Reliability & Policy:
London’s push is ambitious; incidents risk service disruptions and higher insurance/maintenance costs. Critics argue diesel/hybrids offer better all-weather reliability until battery tech matures further.
Risk Perspective:
One bus fire in a large fleet during a record heatwave is not systemic proof against EVs, but ignoring patterns (prior London fires, global thermal runaway cases) would be unwise. Investigations matter more than narratives.
Practical Trade-offs:
EVs excel in zero tailpipe emissions and quiet operation for urban air quality. They face challenges in energy density, charging infrastructure, and extreme conditions compared to mature ICE tech.

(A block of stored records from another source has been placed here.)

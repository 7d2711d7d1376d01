//! Who is playing: names, teams, colors.
//!
//! Names are stored in player-number order, so in doubles index 0 and 2 are
//! side one and index 1 and 3 are side two.

use serde::{Deserialize, Serialize};
use smallvec::SmallVec;

use crate::core::{Side, SideMap, TeamColor};
use crate::serve::PlayerSlot;

use super::error::SessionError;

#[derive(Clone, Debug, PartialEq, Eq, Serialize, Deserialize)]
pub struct Participants {
    names: SmallVec<[String; 4]>,
    pub colors: SideMap<TeamColor>,
}

impl Participants {
    /// Default scoreboard colors: navy for side one, blue for side two.
    pub const DEFAULT_COLORS: (TeamColor, TeamColor) = (TeamColor::Navy, TeamColor::Blue);

    /// Two players, one per side.
    #[must_use]
    pub fn singles(one: impl Into<String>, two: impl Into<String>) -> Self {
        Self {
            names: SmallVec::from_iter([one.into(), two.into()]),
            colors: SideMap::from_pair(Self::DEFAULT_COLORS.0, Self::DEFAULT_COLORS.1),
        }
    }

    /// Four players in player-number order (1 and 3 on side one).
    #[must_use]
    pub fn doubles(names: [String; 4]) -> Self {
        Self {
            names: SmallVec::from_iter(names),
            colors: SideMap::from_pair(Self::DEFAULT_COLORS.0, Self::DEFAULT_COLORS.1),
        }
    }

    /// Two or four names, in player-number order.
    pub fn from_names<I, S>(names: I) -> Result<Self, SessionError>
    where
        I: IntoIterator<Item = S>,
        S: Into<String>,
    {
        let names: SmallVec<[String; 4]> = names.into_iter().map(Into::into).collect();
        match names.len() {
            2 | 4 => Ok(Self {
                names,
                colors: SideMap::from_pair(Self::DEFAULT_COLORS.0, Self::DEFAULT_COLORS.1),
            }),
            count => Err(SessionError::InvalidParticipants { count }),
        }
    }

    #[must_use]
    pub fn with_colors(mut self, one: TeamColor, two: TeamColor) -> Self {
        self.colors = SideMap::from_pair(one, two);
        self
    }

    #[must_use]
    pub fn is_doubles(&self) -> bool {
        self.names.len() == 4
    }

    #[must_use]
    pub fn player_count(&self) -> usize {
        self.names.len()
    }

    /// Name of a player by slot. In singles, slots 3 and 4 have no name.
    #[must_use]
    pub fn name(&self, slot: PlayerSlot) -> Option<&str> {
        self.names
            .get(usize::from(slot.number()) - 1)
            .map(String::as_str)
    }

    /// Names of a side's players, first player first.
    #[must_use]
    pub fn members(&self, side: Side) -> SmallVec<[&str; 2]> {
        PlayerSlot::members(side)
            .into_iter()
            .filter_map(|slot| self.name(slot))
            .collect()
    }

    /// Scoreboard name for a side: the player, or `"A / B"` in doubles.
    #[must_use]
    pub fn team_name(&self, side: Side) -> String {
        self.members(side).join(" / ")
    }

    #[must_use]
    pub fn team_names(&self) -> SideMap<String> {
        SideMap::new(|side| self.team_name(side))
    }

    pub fn names(&self) -> impl Iterator<Item = &str> {
        self.names.iter().map(String::as_str)
    }
}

Media coverage (BBC, Independent, Telegraph, GB News, etc.) and social media have highlighted the timing during the heatwave, with some commentary questioning EV suitability in extreme temperatures. However, as of now, it’s one specific depot fire rather than a widespread issue.
Electric vehicle fires (often involving lithium-ion batteries) can be intense and harder to extinguish once thermal runaway starts, but they are statistically rare compared to internal combustion engine vehicle fires. Investigations will likely focus on battery condition, charging equipment, maintenance, and environmental factors.
This is a serious but isolated (so far) event under investigation. It underscores the need for robust testing in real-world UK conditions (heatwaves are rare but increasingly discussed).
Rapid decarbonization has benefits and risks — balancing them requires transparent data, not rushed mandates or denial of problems.
Future updates from LFB/TfL on the root cause will clarify if heat was a contributing factor.